The stakes in mortgage are simply too high. We operate in one of the most regulated industries in the country, where compliance, data security, and consumer trust aren’t marketing buzzwords — they’re survival. Borrowers are making the single largest financial transaction of their lives. If AI gives them the wrong answer, or even creates the impression that advice is automated and unverified, the result is more than a bad experience — it’s a compliance risk and a reputational disaster.
So where should AI start in lending? Behind the scenes.

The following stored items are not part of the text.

//! Scenario runner - executes validation scenarios and checks their
//! assertions.

use tracing::{debug, info, warn};
use vitalsim_core::{Component, Metrics, SimulationError};
use vitalsim_env::{years, SimTime};

use crate::exporter::{SimExport, StepFrame};
use crate::scenarios::{
    ScenarioId, MORTALITY_RATE, RISK_BASE_INCIDENCE, RISK_EXPOSED_PREVALENCE, RISK_RELATIVE_RISK,
};
use crate::world::{SimConfig, SimWorld};

/// Results from running a scenario.
#[derive(Debug, Clone)]
pub struct ScenarioResult {
    /// Scenario (or manifest comparison) that was run
    pub scenario: String,

    /// Seed used
    pub seed: u64,

    /// Whether scenario passed all assertions
    pub passed: bool,

    /// Total steps executed
    pub total_steps: u64,

    /// Final simulated instant
    pub final_time: Option<SimTime>,

    /// Simulants created
    pub population: usize,

    /// Failure message if any
    pub failure_reason: Option<String>,

    /// Final metrics
    pub metrics: Metrics,
}

impl ScenarioResult {
    fn failed(scenario: &str, seed: u64, error: SimulationError) -> Self {
        Self {
            scenario: scenario.to_string(),
            seed,
            passed: false,
            total_steps: 0,
            final_time: None,
            population: 0,
            failure_reason: Some(format!("simulation error: {}", error)),
            metrics: Metrics::new(),
        }
    }
}

/// Outcome of a completed run before assertions.
struct Completed {
    world: SimWorld,
    metrics: Metrics,
}

/// Runs scenarios.
#[derive(Debug, Clone)]
pub struct ScenarioRunner {
    config: SimConfig,
}

/// Binomial tolerance: four standard deviations plus a small slack.
fn tolerance(p: f64, n: usize) -> f64 {
    4.0 * (p * (1.0 - p) / n.max(1) as f64).sqrt() + 0.005
}

fn check(passed: bool, reason: impl FnOnce() -> String) -> Result<(), String> {
    if passed {
        Ok(())
    } else {
        Err(reason())
    }
}

impl ScenarioRunner {
    /// Creates a new scenario runner.
    pub fn new(seed: u64, population_size: usize) -> Self {
        Self {
            config: SimConfig {
                seed,
                population_size,
                ..Default::default()
            },
        }
    }

    /// Creates a runner from a complete configuration.
    pub fn from_config(config: SimConfig) -> Self {
        Self { config }
    }

    /// Sets the run length.
    pub fn with_years(mut self, years: u32) -> Self {
        self.config.years = years;
        self
    }

    /// Sets the step size.
    pub fn with_step_days(mut self, days: f64) -> Self {
        self.config.step_days = days;
        self
    }

    pub fn config(&self) -> &SimConfig {
        &self.config
    }

    fn execute(
        &self,
        components: Vec<Box<dyn Component>>,
        overrides: &serde_yaml::Value,
        mut export: Option<&mut SimExport>,
    ) -> Result<Completed, SimulationError> {
        let mut world = SimWorld::with_overrides(self.config.clone(), components, overrides)?;
        world.populate()?;
        let capture = |world: &SimWorld| StepFrame::capture(world.tick_count(), world.time(), &world.snapshot());
        if let Some(export) = export.as_deref_mut() {
            export.add_frame(capture(&world));
        }
        while !world.is_finished() {
            world.tick()?;
            if let Some(export) = export.as_deref_mut() {
                export.add_frame(capture(&world));
            }
            if world.tick_count() % 12 == 0 {
                debug!(step = world.tick_count(), time = %world.time(), "scenario progress");
            }
        }
        let metrics = world.run_to_end()?;
        Ok(Completed { world, metrics })
    }

    /// Runs a scenario and returns the result.
    pub fn run(&self, scenario: ScenarioId) -> ScenarioResult {
        self.run_inner(scenario, None)
    }

    /// Runs a scenario, recording every step into `export`.
    pub fn run_with_export(&self, scenario: ScenarioId, export: &mut SimExport) -> ScenarioResult {
        let result = self.run_inner(scenario, Some(&mut *export));
        export.finalize(result.metrics.clone(), result.passed, result.failure_reason.clone());
        result
    }

    fn run_inner(&self, scenario: ScenarioId, export: Option<&mut SimExport>) -> ScenarioResult {
        info!("Starting scenario: {} (seed={})", scenario.name(), self.config.seed);
        let completed = match self.execute(scenario.components(&self.config), &scenario.overrides(), export) {
            Ok(completed) => completed,
            Err(error) => {
                warn!(scenario = scenario.name(), error = %error, "scenario aborted");
                return ScenarioResult::failed(scenario.name(), self.config.seed, error);
            }
        };

        let verdict = match scenario {
            ScenarioId::HealthyToSick => self.check_healthy_to_sick(&completed),
            ScenarioId::Sis => self.check_sis(&completed),
            ScenarioId::Mortality => self.check_mortality(&completed),
            ScenarioId::RiskPaf => self.check_risk_paf(&completed),
        };
        self.result(scenario.name(), completed, verdict)
    }

    /// Runs arbitrary components without assertions.
    pub fn run_components(&self, name: &str, components: Vec<Box<dyn Component>>) -> ScenarioResult {
        info!("Starting run: {} (seed={})", name, self.config.seed);
        match self.execute(components, &serde_yaml::Value::Null, None) {
            Ok(completed) => self.result(name, completed, Ok(())),
            Err(error) => ScenarioResult::failed(name, self.config.seed, error),
        }
    }

    fn result(&self, name: &str, completed: Completed, verdict: Result<(), String>) -> ScenarioResult {
        let Completed { world, metrics } = completed;
        ScenarioResult {
            scenario: name.to_string(),
            seed: self.config.seed,
            passed: verdict.is_ok(),
            total_steps: world.tick_count(),
            final_time: Some(world.time()),
            population: world.population_size(),
            failure_reason: verdict.err(),
            metrics,
        }
    }

    fn metric(metrics: &Metrics, key: &str) -> Result<f64, String> {
        metrics.get(key).copied().ok_or_else(|| format!("metric '{}' was not reported", key))
    }

    fn elapsed_years(completed: &Completed) -> f64 {
        let world = &completed.world;
        years(world.time() - world.simulation().start_time())
    }

    fn check_healthy_to_sick(&self, completed: &Completed) -> Result<(), String> {
        let sick = Self::metric(&completed.metrics, "disease.sick")?;
        let population = completed.world.population_size() as f64;
        check(sick == population, || format!("{} of {} simulants sick", sick, population))
    }

    fn check_sis(&self, completed: &Completed) -> Result<(), String> {
        let infected = Self::metric(&completed.metrics, "infection.infected")?;
        let events = Self::metric(&completed.metrics, "infection.infected_events")?;
        let population = completed.world.population_size() as f64;
        let fraction = infected / population;
        check(events > 0.0, || "no new infections recorded".to_string())?;
        check((0.05..0.95).contains(&fraction), || {
            format!("infected fraction {:.3} is not endemic", fraction)
        })
    }

    fn check_mortality(&self, completed: &Completed) -> Result<(), String> {
        let deaths = Self::metric(&completed.metrics, "deaths")?;
        let n = completed.world.population_size();
        let expected = 1.0 - (-MORTALITY_RATE * Self::elapsed_years(completed)).exp();
        let observed = deaths / n as f64;
        let allowed = tolerance(expected, n);
        info!(observed, expected, "mortality");
        check((observed - expected).abs() <= allowed, || {
            format!("death fraction {:.4} differs from {:.4} by more than {:.4}", observed, expected, allowed)
        })
    }

    fn check_risk_paf(&self, completed: &Completed) -> Result<(), String> {
        let frame = completed.world.snapshot();
        let states = frame.categories("chronic").map_err(|e| e.to_string())?;
        let exposure = frame.categories("smoking_exposure").map_err(|e| e.to_string())?;

        let mut cases = [0usize; 2];
        let mut totals = [0usize; 2];
        for (state, category) in states.iter().zip(exposure) {
            let group = usize::from(category != "exposed");
            totals[group] += 1;
            if state == "with_condition" {
                cases[group] += 1;
            }
        }
        let risk = |g: usize| cases[g] as f64 / totals[g].max(1) as f64;
        check(risk(0) > risk(1), || {
            format!("exposed risk {:.4} not above unexposed {:.4}", risk(0), risk(1))
        })?;

        let t = Self::elapsed_years(completed);
        let mean_rr = RISK_EXPOSED_PREVALENCE * RISK_RELATIVE_RISK + (1.0 - RISK_EXPOSED_PREVALENCE);
        let expected = RISK_EXPOSED_PREVALENCE * (1.0 - (-RISK_BASE_INCIDENCE * RISK_RELATIVE_RISK / mean_rr * t).exp())
            + (1.0 - RISK_EXPOSED_PREVALENCE) * (1.0 - (-RISK_BASE_INCIDENCE / mean_rr * t).exp());
        let n = states.len();
        let observed = (cases[0] + cases[1]) as f64 / n.max(1) as f64;
        let allowed = tolerance(expected, n);
        check((observed - expected).abs() <= allowed, || {
            format!("overall risk {:.4} differs from {:.4} by more than {:.4}", observed, expected, allowed)
        })
    }
}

Rule-Based AI: The Responsible Entry Point
The least risky and most valuable place to begin is with rule-based automation in the back office. Automating underwriting checks, workflow routing, and document recognition doesn’t make headlines, but it delivers measurable ROI. It cuts cycle times, reduces errors, and allows staff to focus on judgment-based work where humans excel. Most importantly, it can be deployed safely without ever touching the borrower.
This is the “back-office first” philosophy we’ve embraced at Mortgage Automation Technologies (MAT) with The BIG Point of Sale. It’s not about chasing hype — it’s about building a foundation where efficiency and compliance go hand-in-hand.
Generative AI for Staff: Intelligence Without Risk
Once you have the basics in place, the next logical layer is generative AI — but still not consumer-facing. Loan officers, processors, and executives benefit enormously from AI that can interpret data, generate insights, and answer operational questions in plain English.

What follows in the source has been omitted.